Book Review – So What’s the Difference?

So What’s the Difference? A Look at 20 Worldviews, Faiths and Religions and How They Compare to Christianity

By Fritz Ridenour
256 pages, Bethany House Publishers ISBN 9780764215643

Goodreads rating: 3.71 out of 5

When I was in university, there was a compulsory subject called Comparative Religion. I didn’t particularly enjoy the class, as it was basically listening to the lecturer deliver his slightly warped views of religions (other than his own). But actual comparative religion delves deeper into the superficial. It strives to understand what makes each major religion different or similar to others, it requires a comprehensive understanding of diverse fields like geo-history and textual criticism.

In the context of the Malaysian church, the importance of understanding the difference with other religions is more important than ever. As PJEFC strives forward with our Community Transformation, this will greater assist us as we endeavor to reach the unreach, save the unsaved and minister to those who are hungry for God’s love.

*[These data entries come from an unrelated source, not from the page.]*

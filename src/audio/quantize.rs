//! Requantization onto a signed integer PCM grid.
//!
//! [`quantize`] snaps every sample to the nearest level of a
//! `target_bits`-wide grid and stores the result renormalised back to
//! `f32`, so later stages (analysis, export) keep working in floating
//! point.  Samples outside `[-1.0, 1.0]` (resampler overshoot) are clipped,
//! never wrapped.  No dither is added.
//!
//! # Example
//!
//! ```rust
//! use audio_digitizer::audio::{quantize, AudioBuffer, BitDepth};
//!
//! let buf = AudioBuffer::new(vec![0.3, -1.2, 0.999], 44_100, BitDepth::TwentyFour).unwrap();
//! let q = quantize(&buf, BitDepth::Eight);
//! assert_eq!(q.bit_depth(), BitDepth::Eight);
//! assert_eq!(q.samples()[1], -1.0); // clipped
//! assert_eq!(quantize(&q, BitDepth::Eight), q); // idempotent
//! ```

use crate::audio::{AudioBuffer, BitDepth};

/// Nearest grid level for `sample` at `depth`, after clipping.
fn level(sample: f32, depth: BitDepth) -> i32 {
    let max = f64::from(depth.max_level());
    (f64::from(sample).clamp(-1.0, 1.0) * max).round() as i32
}

/// Requantize `buffer` to `target_bits`.
///
/// Each output sample is `round(clip(s) * max) / max` where
/// `max = 2^(bits-1) - 1`.  Applying the same depth twice yields
/// bit-identical samples.
pub fn quantize(buffer: &AudioBuffer, target_bits: BitDepth) -> AudioBuffer {
    let max = f64::from(target_bits.max_level());
    let samples: Vec<f32> = buffer
        .samples()
        .iter()
        .map(|&s| (f64::from(level(s, target_bits)) / max) as f32)
        .collect();

    let clipped = buffer
        .samples()
        .iter()
        .filter(|s| s.abs() > 1.0)
        .count();
    if clipped > 0 {
        log::debug!("quantize: clipped {clipped} samples outside [-1, 1]");
    }

    buffer.with_samples(samples, target_bits)
}

/// Integer grid values of `buffer` at its own bit depth.
///
/// For a buffer produced by [`quantize`] this recovers the exact levels that
/// were chosen, which is what the WAV writer stores.
pub fn to_pcm_i32(buffer: &AudioBuffer) -> Vec<i32> {
    let depth = buffer.bit_depth();
    buffer.samples().iter().map(|&s| level(s, depth)).collect()
}

// ---------------------------------------------------------------------------
// Tests
// ---------------------------------------------------------------------------
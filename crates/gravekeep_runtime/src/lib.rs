//! Gravekeep Runtime - configuration, item catalog and the inventory screen
//!
//! Ties the inventory model, HUD presenters, input handling and panel
//! lifecycle into one [`InventoryScreen`](screen::InventoryScreen) driven by
//! a frame loop.
//!
//! # Features
//!
//! - Layered TOML + environment configuration
//! - Item catalog with built-in items and config overrides
//! - Input routing across pointer and gamepad with drag cancellation on
//!   scheme switches
//! - Panel open/close with focus memory and queued panel hand-off
//! - World pickup targeting and drops in front of the player
//!
//! # Example
//!
//! ```ignore
//! use gravekeep_runtime::prelude::*;
//! use rand::SeedableRng;
//!
//! let config = GravekeepConfig::load();
//! let catalog = ItemCatalog::from_config(&config.items);
//! let mut screen = InventoryScreen::new(&config, rand::rngs::StdRng::from_entropy());
//! screen.add_item(&catalog.get("shovel").unwrap(), 1);
//! ```

pub mod catalog;
pub mod config;
pub mod screen;

pub mod prelude {
    pub use crate::catalog::ItemCatalog;
    pub use crate::config::{
        ConfigError, GravekeepConfig, InputConfig, InventoryConfig, PanelConfig, PickupConfig,
    };
    pub use crate::screen::{InventoryScreen, PlayerPose};
}

pub use prelude::*;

This book gives attempts to give a concise summary of what the key points of 20 different world religions. From there, it also compares these religions to Christianity, and how each of them are similar or different from the faith that is taught by the Bible. The book is written from a mainline Protestant viewpoint, so it starts with a summary of Biblical Christianity as a yardstick.

The second part deals with Roman Catholicism and Eastern Orthodoxy.

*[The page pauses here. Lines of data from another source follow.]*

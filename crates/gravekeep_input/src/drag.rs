//! Drag session: the in-flight reorder shared by pointer and gamepad
//!
//! Pointer drags start immediately on drag-start over an occupied slot.
//! Gamepad drags are emulated: the submit button is held on a focused slot,
//! and once the hold passes a threshold the icon lifts and follows focus.
//! Releasing before the threshold is a tap (the caller opens the context
//! menu). Both paths commit through [`Inventory::reorder`], so a pointer
//! drop and a gamepad release onto the same slots mutate identically.
//!
//! Every exit restores the lifted icon before returning to idle, including
//! [`DragSession::force_cancel`], which is reachable from any state.

use crate::scheme::ControlScheme;
use glam::Vec2;
use gravekeep_hud::{DetachedIcon, SlotViews};
use gravekeep_inventory::{Inventory, ReorderAction};

/// Default hold time before a gamepad press becomes a drag, in seconds
pub const DEFAULT_DRAG_THRESHOLD: f32 = 0.25;

/// Drag session state
#[derive(Debug, Default)]
pub enum DragState {
    #[default]
    Idle,
    /// Gamepad submit held on a slot, timer running
    Holding { slot: usize, elapsed: f32 },
    /// Icon lifted and following the cursor or focus
    Dragging {
        source: usize,
        modality: ControlScheme,
        icon: DetachedIcon,
        /// Slot currently under the cursor or focus
        target: Option<usize>,
    },
}

/// What a drag input did
#[derive(Debug, Clone, Copy, PartialEq, Eq)]
pub enum DragOutcome {
    /// Input did not apply in the current state
    Nothing,
    /// Gamepad hold timer started
    HoldStarted { slot: usize },
    /// Icon lifted from `source`
    Started { source: usize },
    /// Gamepad drag target moved
    Hovering { target: Option<usize> },
    /// Reorder committed
    Committed {
        source: usize,
        target: usize,
        action: ReorderAction,
    },
    /// Drag ended with no mutation
    Cancelled { source: usize },
    /// Gamepad button released before the threshold
    Tap { slot: usize },
}

/// One reorder in flight at most
#[derive(Debug)]
pub struct DragSession {
    state: DragState,
    threshold: f32,
}

impl Default for DragSession {
    fn default() -> Self {
        Self::new(DEFAULT_DRAG_THRESHOLD)
    }
}

impl DragSession {
    /// Create an idle session with the gamepad hold threshold in seconds
    pub fn new(threshold: f32) -> Self {
        Self {
            state: DragState::Idle,
            threshold,
        }
    }

    pub fn state(&self) -> &DragState {
        &self.state
    }

    pub fn threshold(&self) -> f32 {
        self.threshold
    }

    pub fn is_idle(&self) -> bool {
        matches!(self.state, DragState::Idle)
    }

    /// Holding or dragging
    pub fn is_active(&self) -> bool {
        !self.is_idle()
    }

    pub fn is_dragging(&self) -> bool {
        matches!(self.state, DragState::Dragging { .. })
    }

    /// Scheme that opened the session
    pub fn modality(&self) -> Option<ControlScheme> {
        match &self.state {
            DragState::Idle => None,
            DragState::Holding { .. } => Some(ControlScheme::Gamepad),
            DragState::Dragging { modality, .. } => Some(*modality),
        }
    }

    /// Source slot of the session
    pub fn source(&self) -> Option<usize> {
        match &self.state {
            DragState::Idle => None,
            DragState::Holding { slot, .. } => Some(*slot),
            DragState::Dragging { source, .. } => Some(*source),
        }
    }

    // ---- pointer ----

    /// Drag started over `slot` at `position`
    pub fn pointer_begin(
        &mut self,
        slot: Option<usize>,
        position: Vec2,
        inventory: &Inventory,
        views: &mut SlotViews,
    ) -> DragOutcome {
        if !self.is_idle() {
            return DragOutcome::Nothing;
        }
        let Some(source) = slot.filter(|s| inventory.store().is_occupied(*s)) else {
            return DragOutcome::Nothing;
        };
        let Some(icon) = views.detach(source) else {
            return DragOutcome::Nothing;
        };
        views.follow(&icon, position);
        self.state = DragState::Dragging {
            source,
            modality: ControlScheme::Pointer,
            icon,
            target: None,
        };
        log::debug!("Pointer drag started on slot {}", source);
        DragOutcome::Started { source }
    }

    /// Pointer moved; the lifted icon follows it
    pub fn pointer_move(&mut self, position: Vec2, hovered: Option<usize>, views: &mut SlotViews) {
        if let DragState::Dragging {
            modality: ControlScheme::Pointer,
            icon,
            target,
            ..
        } = &mut self.state
        {
            views.follow(icon, position);
            *target = hovered;
        }
    }

    /// Pointer released over `target` (or over no slot)
    pub fn pointer_drop(
        &mut self,
        target: Option<usize>,
        inventory: &mut Inventory,
        views: &mut SlotViews,
    ) -> DragOutcome {
        if !matches!(
            self.state,
            DragState::Dragging {
                modality: ControlScheme::Pointer,
                ..
            }
        ) {
            return DragOutcome::Nothing;
        }
        self.finish(target, inventory, views)
    }

    // ---- gamepad ----

    /// Submit pressed while `focused` is selected
    pub fn gamepad_press(&mut self, focused: Option<usize>) -> DragOutcome {
        if !self.is_idle() {
            return DragOutcome::Nothing;
        }
        let Some(slot) = focused else {
            return DragOutcome::Nothing;
        };
        self.state = DragState::Holding { slot, elapsed: 0.0 };
        DragOutcome::HoldStarted { slot }
    }

    /// Advance the hold timer; once it exceeds the threshold, lifts the icon
    /// of the slot focused now, which need not be the one pressed on.
    ///
    /// An empty held slot never lifts, so its release reads as a tap.
    pub fn tick(
        &mut self,
        dt: f32,
        focused: Option<usize>,
        inventory: &Inventory,
        views: &mut SlotViews,
    ) -> DragOutcome {
        let DragState::Holding { slot, elapsed } = &mut self.state else {
            return DragOutcome::Nothing;
        };
        *elapsed += dt;
        if let Some(focused) = focused {
            *slot = focused;
        }
        if *elapsed <= self.threshold {
            return DragOutcome::Nothing;
        }
        let Some(source) = focused else {
            return DragOutcome::Nothing;
        };
        if !inventory.store().is_occupied(source) {
            return DragOutcome::Nothing;
        }
        let Some(icon) = views.detach(source) else {
            return DragOutcome::Nothing;
        };
        self.state = DragState::Dragging {
            source,
            modality: ControlScheme::Gamepad,
            icon,
            target: Some(source),
        };
        log::debug!("Gamepad drag started on slot {}", source);
        DragOutcome::Started { source }
    }

    /// Focus moved while a gamepad drag is running; the icon follows it
    pub fn gamepad_navigate(&mut self, focused: Option<usize>, views: &mut SlotViews) -> DragOutcome {
        let DragState::Dragging {
            modality: ControlScheme::Gamepad,
            icon,
            target,
            ..
        } = &mut self.state
        else {
            return DragOutcome::Nothing;
        };
        *target = focused;
        if let Some(anchor) = focused.and_then(|f| views.layout().anchor(f)) {
            views.follow(icon, anchor);
        }
        DragOutcome::Hovering { target: focused }
    }

    /// Submit released with `focused` selected. A release before the
    /// threshold taps whatever is focused at release time.
    pub fn gamepad_release(
        &mut self,
        focused: Option<usize>,
        inventory: &mut Inventory,
        views: &mut SlotViews,
    ) -> DragOutcome {
        match self.state {
            DragState::Holding { slot, .. } => {
                self.state = DragState::Idle;
                match focused {
                    Some(slot) => DragOutcome::Tap { slot },
                    None => DragOutcome::Cancelled { source: slot },
                }
            }
            DragState::Dragging {
                modality: ControlScheme::Gamepad,
                ..
            } => self.finish(focused, inventory, views),
            _ => DragOutcome::Nothing,
        }
    }

    // ---- exits ----

    /// Abort from any state, putting the lifted icon back
    pub fn force_cancel(&mut self, views: &mut SlotViews) -> DragOutcome {
        match std::mem::take(&mut self.state) {
            DragState::Idle => DragOutcome::Nothing,
            DragState::Holding { slot, .. } => {
                log::debug!("Hold on slot {} cancelled", slot);
                DragOutcome::Cancelled { source: slot }
            }
            DragState::Dragging { source, icon, .. } => {
                views.restore(icon);
                log::debug!("Drag from slot {} cancelled", source);
                DragOutcome::Cancelled { source }
            }
        }
    }

    /// Restore the icon, then commit onto `target` if it is a different,
    /// valid slot and the source still holds something.
    fn finish(
        &mut self,
        target: Option<usize>,
        inventory: &mut Inventory,
        views: &mut SlotViews,
    ) -> DragOutcome {
        let DragState::Dragging { source, icon, .. } = std::mem::take(&mut self.state) else {
            return DragOutcome::Nothing;
        };
        views.restore(icon);

        let Some(target) = target.filter(|t| *t != source) else {
            log::debug!("Drag from slot {} dropped on nothing", source);
            return DragOutcome::Cancelled { source };
        };
        if !inventory.store().is_occupied(source) {
            log::debug!("Drag source {} emptied mid-drag", source);
            return DragOutcome::Cancelled { source };
        }

        let action = inventory.reorder(source, target);
        views.refresh(inventory.store());
        if action == ReorderAction::None {
            return DragOutcome::Cancelled { source };
        }
        log::debug!("Drag {} -> {}: {:?}", source, target, action);
        DragOutcome::Committed {
            source,
            target,
            action,
        }
    }
}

The third part moves further on to the four major world religions – Judaism, Islam, Hinduism and Buddhism.

The last part of the book gives a quick run-through of cults, new age religions and the occult, like Jehovah Witnesses, Mormons, Freemasonry, Baha’i, etc.

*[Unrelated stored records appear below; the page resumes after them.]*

//! Stacking policy
//!
//! Pure decisions about where incoming units go and what a reorder does.
//! Nothing here mutates; [`SlotStore`](crate::store::SlotStore) applies the
//! results.

use crate::item::{same_item, ItemDefinition};
use crate::slot::Slot;

/// Units assigned to one slot by an add
#[derive(Debug, Clone, Copy, PartialEq, Eq)]
pub struct Placement {
    pub slot: usize,
    pub amount: u32,
    /// True when the slot was empty before this placement
    pub fresh: bool,
}

/// Result of planning an add
#[derive(Debug, Clone, Default, PartialEq, Eq)]
pub struct AddPlan {
    /// Placements in the order they are applied
    pub placements: Vec<Placement>,
    /// Units that found no room
    pub leftover: u32,
}

impl AddPlan {
    /// Total units placed
    pub fn placed(&self) -> u32 {
        self.placements.iter().map(|p| p.amount).sum()
    }

    /// Whether every unit found a slot
    pub fn is_complete(&self) -> bool {
        self.leftover == 0
    }
}

/// Plan where `amount` units of `item` go.
///
/// Stackable items top up existing compatible stacks in index order first.
/// Whatever remains goes into empty slots in index order, each up to the
/// stack limit. Running out of room is not an error: the plan simply reports
/// the leftover.
pub fn plan_add(slots: &[Slot], item: &ItemDefinition, amount: u32) -> AddPlan {
    let mut plan = AddPlan::default();
    let mut remaining = amount;

    if item.is_stackable() {
        for (index, slot) in slots.iter().enumerate() {
            if remaining == 0 {
                break;
            }
            if slot.holds(item) {
                let take = slot.space_remaining().min(remaining);
                if take > 0 {
                    plan.placements.push(Placement {
                        slot: index,
                        amount: take,
                        fresh: false,
                    });
                    remaining -= take;
                }
            }
        }
    }

    let limit = item.stack_limit();
    for (index, slot) in slots.iter().enumerate() {
        if remaining == 0 {
            break;
        }
        if slot.is_empty() {
            let take = remaining.min(limit);
            plan.placements.push(Placement {
                slot: index,
                amount: take,
                fresh: true,
            });
            remaining -= take;
        }
    }

    plan.leftover = remaining;
    plan
}

/// Units a merge from `source` into `target` would move, if a merge applies
pub fn merge_amount(source: &Slot, target: &Slot) -> Option<u32> {
    let (src_item, dst_item) = (source.item()?, target.item()?);
    if !src_item.is_stackable() || !same_item(src_item, dst_item) {
        return None;
    }
    let amount = source.quantity().min(target.space_remaining());
    (amount > 0).then_some(amount)
}

/// What committing a reorder from one slot onto another does
#[derive(Debug, Clone, Copy, PartialEq, Eq)]
pub enum ReorderAction {
    /// Nothing to move (empty source, same slot, or out of range)
    None,
    /// Move `amount` units onto the target stack
    Merge { amount: u32 },
    /// Exchange the two slots' contents
    Swap,
}

/// Merge when the target holds the same stackable item with room to spare,
/// otherwise swap.
pub fn resolve_reorder(source: &Slot, target: &Slot) -> ReorderAction {
    if source.is_empty() {
        return ReorderAction::None;
    }
    match merge_amount(source, target) {
        Some(amount) => ReorderAction::Merge { amount },
        None => ReorderAction::Swap,
    }
}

Trying to summarize complex religions with a thousand year history in a few pages is maybe too ambitious, but here the writer does a valiant job. The chapters on Roman Catholicism and Eastern Orthodoxy are especially well-written and informative. The chapters on Islam, Buddhism and Hinduism should serve as a starting point for the reader to do further study.

The later treatises on smaller ideologies like Postmodernism and Unitarianism are maybe too brief and not quite relevant to the Malaysian church.

There is a useful appendix where further study resources are listed, and readers encouraged to use them rather than be satisfied with superficial knowledge of our neighbour’s faiths.

Yes this is easy to read, written in simple English and with concise writing. They do a good job of simplifying advance concepts to the reader.